At the same time Chang tells WebMD that younger women — those in their early to mid-30s — might want to consider acupuncture first, before investing in expensive and invasive fertility treatments.
“Sometimes a few months of acupuncture will be enough to help you get pregnant on your own,” he says.
If, in fact, you do seek acupuncture treatment be aware that not all protocols are equal.
“There is tremendous variability within the field — with many different techniques and a great deal of the success dependent upon how much the acupuncturist knows about the treatment of infertility,” says Okoronkwo.
Costs can also vary dramatically, ranging from several hundred dollars to $1,000 or more, depending on how long you are treated, and who is doing the treatment. And while many insurance companies cover the cost of acupuncture treatments, some don’t when treatment involves infertility, so check your policy carefully.
With that said, to help you hone in on the expert that can rock your Qi in the direction of motherhood, our experts offer the following tips:
- Look for a doctor that is adequately trained and licensed in acupuncture, as well as has a background in treating infertility.
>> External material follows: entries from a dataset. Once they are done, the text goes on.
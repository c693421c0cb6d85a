use serde::{Deserialize, Serialize};
use serde_json::{Map, Value};

use crate::error::{Error, Result};

pub const FEATURE_COUNT: usize = 9;

/// Largest accepted absolute feature value. Keeps every distance finite.
pub const MAX_FEATURE_MAGNITUDE: f64 = 1e300;

/// Audio features in the order every vector stores them.
pub const FEATURE_NAMES: [&str; FEATURE_COUNT] = [
    "danceability",
    "energy",
    "loudness",
    "speechiness",
    "acousticness",
    "instrumentalness",
    "liveness",
    "valence",
    "tempo",
];

/// A track's audio profile. Every value is finite; the vector cannot be
/// changed after construction.
#[derive(Clone, Copy, Debug, PartialEq, Serialize)]
#[serde(into = "Map<String, Value>")]
pub struct FeatureVector {
    values: [f64; FEATURE_COUNT],
}

impl FeatureVector {
    pub fn new(values: [f64; FEATURE_COUNT]) -> Result<Self> {
        for (name, value) in FEATURE_NAMES.iter().zip(values.iter()) {
            if !value.is_finite() {
                return Err(Error::malformed(*name, format!("is not finite ({value})")));
            }
            if value.abs() > MAX_FEATURE_MAGNITUDE {
                return Err(Error::malformed(*name, format!("is out of range ({value})")));
            }
        }
        Ok(FeatureVector { values })
    }

    /// Read the nine features out of a row object. Keys other than the
    /// feature names are ignored.
    pub fn from_row(row: &Map<String, Value>) -> Result<Self> {
        let mut values = [0.0; FEATURE_COUNT];
        for (slot, name) in values.iter_mut().zip(FEATURE_NAMES) {
            *slot = match row.get(name) {
                None | Some(Value::Null) => return Err(Error::malformed(name, "is missing")),
                Some(Value::Number(n)) => n
                    .as_f64()
                    .ok_or_else(|| Error::malformed(name, "is not representable as f64"))?,
                Some(other) => {
                    return Err(Error::malformed(name, format!("is not numeric ({other})")))
                }
            };
        }
        Self::new(values)
    }

    /// Build from user-supplied `(name, value)` pairs, one per feature.
    pub fn from_pairs<'a, I>(pairs: I) -> Result<Self>
    where
        I: IntoIterator<Item = (&'a str, f64)>,
    {
        let mut values: [Option<f64>; FEATURE_COUNT] = [None; FEATURE_COUNT];
        for (name, value) in pairs {
            let idx = feature_index(name)
                .ok_or_else(|| Error::malformed(name, "is not a known feature"))?;
            if values[idx].replace(value).is_some() {
                return Err(Error::malformed(name, "was given more than once"));
            }
        }

        let mut out = [0.0; FEATURE_COUNT];
        for (i, value) in values.into_iter().enumerate() {
            out[i] = value.ok_or_else(|| Error::malformed(FEATURE_NAMES[i], "is missing"))?;
        }
        Self::new(out)
    }

    pub fn as_slice(&self) -> &[f64] {
        &self.values
    }

    pub fn get(&self, name: &str) -> Option<f64> {
        feature_index(name).map(|i| self.values[i])
    }

    pub fn iter(&self) -> impl Iterator<Item = (&'static str, f64)> + '_ {
        FEATURE_NAMES.iter().copied().zip(self.values.iter().copied())
    }
}

impl From<FeatureVector> for Map<String, Value> {
    fn from(vector: FeatureVector) -> Self {
        vector
            .iter()
            .map(|(name, value)| (name.to_string(), Value::from(value)))
            .collect()
    }
}

pub fn feature_index(name: &str) -> Option<usize> {
    FEATURE_NAMES.iter().position(|n| *n == name)
}

/// A track in a candidate pool: identity plus its feature vector.
#[derive(Clone, Debug, PartialEq, Serialize)]
pub struct CandidateRecord {
    pub track_name: String,
    pub artist_name: String,
    #[serde(skip_serializing_if = "Option::is_none")]
    pub track_id: Option<String>,
    #[serde(flatten)]
    pub features: FeatureVector,
}

impl CandidateRecord {
    pub fn new(
        track_name: impl Into<String>,
        artist_name: impl Into<String>,
        features: FeatureVector,
    ) -> Self {
        CandidateRecord {
            track_name: track_name.into(),
            artist_name: artist_name.into(),
            track_id: None,
            features,
        }
    }

    pub fn with_track_id(mut self, track_id: impl Into<String>) -> Self {
        self.track_id = Some(track_id.into());
        self
    }

    pub fn from_row(row: &Map<String, Value>) -> Result<Self> {
        let text = |key: &str| match row.get(key) {
            Some(Value::String(s)) => Ok(Some(s.clone())),
            None | Some(Value::Null) => Ok(None),
            Some(other) => Err(Error::malformed(key, format!("is not a string ({other})"))),
        };

        let track_name =
            text("track_name")?.ok_or_else(|| Error::malformed("track_name", "is missing"))?;
        let artist_name =
            text("artist_name")?.ok_or_else(|| Error::malformed("artist_name", "is missing"))?;
        let track_id = text("track_id")?;
        let features = FeatureVector::from_row(row)?;

        Ok(CandidateRecord {
            track_name,
            artist_name,
            track_id,
            features,
        })
    }
}

impl<'de> Deserialize<'de> for CandidateRecord {
    fn deserialize<D>(deserializer: D) -> std::result::Result<Self, D::Error>
    where
        D: serde::Deserializer<'de>,
    {
        let row = Map::deserialize(deserializer)?;
        CandidateRecord::from_row(&row).map_err(serde::de::Error::custom)
    }
}
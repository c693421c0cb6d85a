//! Candidate pools loaded from JSON files.
//!
//! A pool file is a JSON array of row objects, one per track:
//!
//! ```json
//! [{"track_name": "Gento", "artist_name": "SB19", "track_id": "3kq...",
//!   "danceability": 0.8, "energy": 0.7, "loudness": -5.0, "speechiness": 0.05,
//!   "acousticness": 0.1, "instrumentalness": 0.0, "liveness": 0.2,
//!   "valence": 0.9, "tempo": 120.0}]
//! ```
//!
//! Keys other than the identity fields and the nine features are ignored.
//! Every row is validated on load, so a pool in memory always holds
//! complete vectors.

use std::fs::File;
use std::io::{BufReader, BufWriter, Read, Write};
use std::path::Path;

use serde_json::{Map, Value};
use tracing::{debug, info};

use crate::error::{Error, Result};
use crate::ranker::Seed;
use crate::vector::{CandidateRecord, FeatureVector, FEATURE_COUNT, FEATURE_NAMES};

#[derive(Clone, Debug, PartialEq)]
pub struct Pool {
    label: String,
    records: Vec<CandidateRecord>,
}

impl Pool {
    pub fn new(label: impl Into<String>, records: Vec<CandidateRecord>) -> Self {
        Pool {
            label: label.into(),
            records,
        }
    }

    pub fn load(path: &Path) -> Result<Self> {
        let file = File::open(path)?;
        let pool = Self::from_reader(path.display().to_string(), BufReader::new(file))?;
        info!(pool = %pool.label, tracks = pool.len(), "loaded pool");
        Ok(pool)
    }

    pub fn from_reader<R: Read>(label: impl Into<String>, reader: R) -> Result<Self> {
        let rows: Vec<Map<String, Value>> = serde_json::from_reader(reader)?;
        let records = rows
            .iter()
            .enumerate()
            .map(|(i, row)| CandidateRecord::from_row(row).map_err(|e| e.at_row(i)))
            .collect::<Result<Vec<_>>>()?;
        Ok(Pool::new(label, records))
    }

    pub fn write_json<W: Write>(&self, writer: W) -> Result<()> {
        serde_json::to_writer_pretty(writer, &self.records)?;
        Ok(())
    }

    pub fn save(&self, path: &Path) -> Result<()> {
        let mut writer = BufWriter::new(File::create(path)?);
        self.write_json(&mut writer)?;
        writer.flush()?;
        Ok(())
    }

    pub fn label(&self) -> &str {
        &self.label
    }

    pub fn records(&self) -> &[CandidateRecord] {
        &self.records
    }

    pub fn len(&self) -> usize {
        self.records.len()
    }

    pub fn is_empty(&self) -> bool {
        self.records.is_empty()
    }

    /// Exact, case-sensitive lookup by track name. The first match wins.
    pub fn find_by_name(&self, name: &str) -> Result<Seed> {
        let record = self
            .records
            .iter()
            .find(|r| r.track_name == name)
            .ok_or_else(|| Error::SeedNotFound {
                name: name.to_string(),
            })?;
        debug!(pool = %self.label, track = name, "resolved seed");
        Ok(Seed::from(record))
    }

    pub fn feature_means(&self) -> Result<[f64; FEATURE_COUNT]> {
        if self.is_empty() {
            return Err(Error::EmptyPool);
        }
        let mut sums = [0.0; FEATURE_COUNT];
        for record in &self.records {
            for (sum, value) in sums.iter_mut().zip(record.features.as_slice()) {
                *sum += value;
            }
        }
        let n = self.len() as f64;
        Ok(sums.map(|sum| sum / n))
    }

    pub fn feature_maxima(&self) -> Result<[f64; FEATURE_COUNT]> {
        if self.is_empty() {
            return Err(Error::EmptyPool);
        }
        let mut maxima = [f64::NEG_INFINITY; FEATURE_COUNT];
        for record in &self.records {
            for (max, value) in maxima.iter_mut().zip(record.features.as_slice()) {
                *max = max.max(*value);
            }
        }
        Ok(maxima)
    }

    /// The allowed range per feature for a hand-built profile: zero up to the
    /// pool maximum rounded to the nearest integer.
    pub fn profile_bounds(&self) -> Result<[(f64, f64); FEATURE_COUNT]> {
        Ok(self.feature_maxima()?.map(|max| (0.0, max.round())))
    }

    /// The pool's mean track, used as the starting point for a profile.
    pub fn default_profile(&self) -> Result<FeatureVector> {
        FeatureVector::new(self.feature_means()?)
    }

    /// Fill in a profile from user overrides, defaulting each missing feature
    /// to the pool mean.
    pub fn profile_with(&self, overrides: &[(&str, f64)]) -> Result<FeatureVector> {
        for (name, _) in overrides {
            if !FEATURE_NAMES.contains(name) {
                return Err(Error::malformed(*name, "is not a known feature"));
            }
        }
        let means = self.feature_means()?;
        let values = FEATURE_NAMES.iter().zip(means).map(|(name, mean)| {
            // last override for a feature wins
            let value = overrides
                .iter()
                .rev()
                .find(|(n, _)| n == name)
                .map_or(mean, |(_, v)| *v);
            (*name, value)
        });
        FeatureVector::from_pairs(values)
    }
}
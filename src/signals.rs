//! Flags selecting which signals of a neuron are recorded.
use serde::{Deserialize, Serialize};
use std::slice;

use crate::error::{ModelError, ModelResult};

#[derive(Debug, Clone, Default, PartialEq, Eq, Serialize, Deserialize)]
#[serde(transparent)]
pub struct NeuronSignals {
    flags: Vec<bool>,
}

impl NeuronSignals {
    /// Creates `signal_count` flags, none of them recorded.
    pub fn with_count(signal_count: usize) -> Self {
        Self {
            flags: vec![false; signal_count],
        }
    }

    pub fn len(&self) -> usize {
        self.flags.len()
    }

    pub fn is_empty(&self) -> bool {
        self.flags.is_empty()
    }

    pub fn get(&self, index: usize) -> ModelResult<bool> {
        self.flags
            .get(index)
            .copied()
            .ok_or(ModelError::OutOfRange {
                index,
                len: self.flags.len(),
            })
    }

    pub fn set(&mut self, index: usize, recorded: bool) -> ModelResult<()> {
        let len = self.flags.len();
        let flag = self
            .flags
            .get_mut(index)
            .ok_or(ModelError::OutOfRange { index, len })?;
        *flag = recorded;
        Ok(())
    }

    pub fn iter(&self) -> slice::Iter<'_, bool> {
        self.flags.iter()
    }

    /// Indices of all recorded signals, in ascending order.
    pub fn recorded(&self) -> impl Iterator<Item = usize> + '_ {
        self.flags
            .iter()
            .enumerate()
            .filter(|(_, recorded)| **recorded)
            .map(|(index, _)| index)
    }

    pub fn any_recorded(&self) -> bool {
        self.flags.iter().any(|recorded| *recorded)
    }

    pub(crate) fn at(&self, index: usize) -> bool {
        self.flags[index]
    }

    pub(crate) fn put(&mut self, index: usize, recorded: bool) {
        self.flags[index] = recorded;
    }
}
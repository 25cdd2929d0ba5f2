use itertools::Itertools;
use log::{debug, trace};
use serde::Serialize;
use simple_error::{try_with, SimpleError};

use crate::error::{ModelError, ModelResult};
use crate::model::{ModelKind, NeuronType};
use crate::parameters::NeuronParameters;
use crate::params::{self, NetworkParams, PopulationParams};
use crate::signals::NeuronSignals;
use crate::types::Real;
use crate::views::{ModelParameters, ModelSignals, SpikeSourceArrayParameters};

/// A group of neurons sharing one model, one parameter set and one recording
/// configuration. This is the shape in which stores are handed to backends.
#[derive(Debug, Clone, PartialEq, Serialize)]
pub struct Population {
    size: usize,
    parameters: ModelParameters,
    signals: ModelSignals,
}

impl Population {
    pub fn new(
        size: usize,
        parameters: ModelParameters,
        signals: ModelSignals,
    ) -> ModelResult<Self> {
        if size == 0 {
            return Err(ModelError::EmptyPopulation);
        }

        if parameters.kind() != signals.kind() {
            return Err(ModelError::ModelMismatch {
                expected: parameters.kind().name(),
                actual: signals.kind().name(),
            });
        }

        Ok(Self {
            size,
            parameters,
            signals,
        })
    }

    pub fn kind(&self) -> ModelKind {
        self.parameters.kind()
    }

    pub fn descriptor(&self) -> &'static NeuronType {
        self.kind().descriptor()
    }

    pub fn size(&self) -> usize {
        self.size
    }

    pub fn parameters(&self) -> &ModelParameters {
        &self.parameters
    }

    pub fn set_parameter(&mut self, name: &str, value: Real) -> ModelResult<()> {
        self.parameters.set(name, value)
    }

    pub fn signals(&self) -> &ModelSignals {
        &self.signals
    }

    pub fn set_recorded(&mut self, name: &str, recorded: bool) -> ModelResult<()> {
        self.signals.set_recorded(name, recorded)
    }

    /// Untyped parameter store, provided the population uses `kind`.
    pub fn parameters_for(&self, kind: ModelKind) -> ModelResult<&NeuronParameters> {
        self.parameters.expect_model(kind)
    }

    pub fn signals_for(&self, kind: ModelKind) -> ModelResult<&NeuronSignals> {
        self.signals.expect_model(kind)
    }
}

pub fn create_population(params: &PopulationParams) -> Result<Population, SimpleError> {
    try_with!(
        params::validate_population_params(params),
        "invalid population parameters"
    );

    let kind = try_with!(ModelKind::from_name(&params.model), "invalid model");

    let mut parameters = match kind {
        ModelKind::SpikeSourceArray => ModelParameters::SpikeSourceArray(
            SpikeSourceArrayParameters::from_spike_times(params.spike_times.clone()),
        ),
        _ => ModelParameters::defaults(kind),
    };

    for (name, value) in params.parameters.iter().sorted_by(|a, b| a.0.cmp(b.0)) {
        trace!("{}: {} = {}", kind.name(), name, value);
        try_with!(parameters.set(name, *value), "invalid parameter override");
    }

    let mut signals = ModelSignals::new(kind);

    for name in &params.record {
        try_with!(signals.record(name), "invalid signal");
    }

    debug!(
        "created population of {} {} neurons, recording [{}]",
        params.size,
        kind.name(),
        signals.recorded_names().join(", ")
    );

    Ok(Population {
        size: params.size,
        parameters,
        signals,
    })
}

pub fn create_populations(params: &NetworkParams) -> Result<Vec<Population>, SimpleError> {
    try_with!(
        params::validate_network_params(params),
        "invalid network parameters"
    );

    params.populations.iter().map(create_population).collect()
}
//! Errors raised by schema lookups and store access.
use std::error::Error;
use std::fmt;

#[derive(Debug, Clone, PartialEq, Eq)]
pub enum ModelError {
    /// A parameter, signal or model name is not part of the queried schema.
    NameNotFound { kind: &'static str, name: String },
    /// Indexed access at or past the end of a store.
    OutOfRange { index: usize, len: usize },
    /// A store of the wrong length was wrapped in a fixed-layout view.
    LengthMismatch {
        model: &'static str,
        expected: usize,
        actual: usize,
    },
    /// A model-tagged store was handed to code expecting another model.
    ModelMismatch {
        expected: &'static str,
        actual: &'static str,
    },
    /// A population was built with no neurons.
    EmptyPopulation,
}

impl ModelError {
    pub(crate) fn name_not_found(kind: &'static str, name: impl Into<String>) -> Self {
        ModelError::NameNotFound {
            kind,
            name: name.into(),
        }
    }
}

impl fmt::Display for ModelError {
    fn fmt(&self, f: &mut fmt::Formatter) -> fmt::Result {
        match self {
            ModelError::NameNotFound { kind, name } => write!(f, "unknown {}: {}", kind, name),
            ModelError::OutOfRange { index, len } => {
                write!(f, "index {} out of range for store of length {}", index, len)
            }
            ModelError::LengthMismatch {
                model,
                expected,
                actual,
            } => write!(
                f,
                "{} expects {} values, got {}",
                model, expected, actual
            ),
            ModelError::ModelMismatch { expected, actual } => {
                write!(f, "expected model {}, got {}", expected, actual)
            }
            ModelError::EmptyPopulation => write!(f, "population size must be strictly positive"),
        }
    }
}

impl Error for ModelError {}

pub type ModelResult<T> = Result<T, ModelError>;
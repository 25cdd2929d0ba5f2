//! The built-in neuron models.
//!
//! Every descriptor is plain `static` data, initialised at compile time, so
//! each accessor hands out the same `&'static` instance from any thread.
use crate::error::{ModelError, ModelResult};
use crate::model::{ModelKind, NeuronType};
use crate::views::{
    EifCondExpIsfaIstaParameters, EifCondExpIsfaIstaSignals, IfCondExpParameters,
    IfCondExpSignals, NullNeuronParameters, NullNeuronSignals, SpikeSourceArrayParameters,
    SpikeSourceArraySignals,
};

pub static NULL_NEURON: NeuronType = NeuronType::new(
    ModelKind::Null,
    -1,
    "Null",
    NullNeuronParameters::NAMES,
    NullNeuronParameters::UNITS,
    NullNeuronParameters::DEFAULTS,
    NullNeuronSignals::NAMES,
    NullNeuronSignals::UNITS,
    false,
    false,
);

pub static SPIKE_SOURCE_ARRAY: NeuronType = NeuronType::new(
    ModelKind::SpikeSourceArray,
    0,
    "SpikeSourceArray",
    SpikeSourceArrayParameters::NAMES,
    SpikeSourceArrayParameters::UNITS,
    SpikeSourceArrayParameters::DEFAULTS,
    SpikeSourceArraySignals::NAMES,
    SpikeSourceArraySignals::UNITS,
    false,
    true,
);

pub static IF_COND_EXP: NeuronType = NeuronType::new(
    ModelKind::IfCondExp,
    1,
    "IfCondExp",
    IfCondExpParameters::NAMES,
    IfCondExpParameters::UNITS,
    IfCondExpParameters::DEFAULTS,
    IfCondExpSignals::NAMES,
    IfCondExpSignals::UNITS,
    true,
    false,
);

pub static EIF_COND_EXP_ISFA_ISTA: NeuronType = NeuronType::new(
    ModelKind::EifCondExpIsfaIsta,
    2,
    "EifCondExpIsfaIsta",
    EifCondExpIsfaIstaParameters::NAMES,
    EifCondExpIsfaIstaParameters::UNITS,
    EifCondExpIsfaIstaParameters::DEFAULTS,
    EifCondExpIsfaIstaSignals::NAMES,
    EifCondExpIsfaIstaSignals::UNITS,
    true,
    false,
);

static ALL: [&NeuronType; 4] = [
    &NULL_NEURON,
    &SPIKE_SOURCE_ARRAY,
    &IF_COND_EXP,
    &EIF_COND_EXP_ISFA_ISTA,
];

pub fn null_neuron() -> &'static NeuronType {
    &NULL_NEURON
}

pub fn spike_source_array() -> &'static NeuronType {
    &SPIKE_SOURCE_ARRAY
}

pub fn if_cond_exp() -> &'static NeuronType {
    &IF_COND_EXP
}

pub fn eif_cond_exp_isfa_ista() -> &'static NeuronType {
    &EIF_COND_EXP_ISFA_ISTA
}

pub fn all() -> &'static [&'static NeuronType] {
    &ALL
}

pub fn by_type_id(type_id: i32) -> ModelResult<&'static NeuronType> {
    ALL.iter()
        .copied()
        .find(|descriptor| descriptor.type_id() == type_id)
        .ok_or_else(|| ModelError::name_not_found("model type id", type_id.to_string()))
}

pub fn by_name(name: &str) -> ModelResult<&'static NeuronType> {
    ALL.iter()
        .copied()
        .find(|descriptor| descriptor.name() == name)
        .ok_or_else(|| ModelError::name_not_found("model", name))
}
An MD who simply practices acupuncture once in a while often has just several hundred hours experience, compared to several thousand hours of training and practice required for a traditional Chinese doctor.
- Look for an acupuncturist associated with a major academic medical center.
- If you are undergoing fertility treatments with a reproductive endocrinologist, make certain that your doctor has a working relationship with your acupuncturist, and that they work in harmony to establish a treatment regimen.
- If you are not seeing a fertility specialist, do pay at least one visit to an obstetrician before seeking the help of an acupuncturist — and make sure your obstetrician is aware of your acupuncture treatment plan.
- Although acupuncture often works in harmony with Chinese herbal medicine, if you are undergoing IVF or any traditional fertility treatment, don’t take any herbs without the OK of your reproductive medicine specialist.
- If you are undergoing an IVF protocol and acupuncture simultaneously,once you reach the implantation stage it’s imperative to get a pregnancy test before proceeding with more acupuncture treatments. If you are trying to get pregnant on your own it is equally important to have your pregnancy verified by an obstetrician as soon as possible. Some of the same points used to stimulate the uterus and increase fertility may also cause a miscarriage — so your acupuncturist needs to know if you are, or could be pregnant.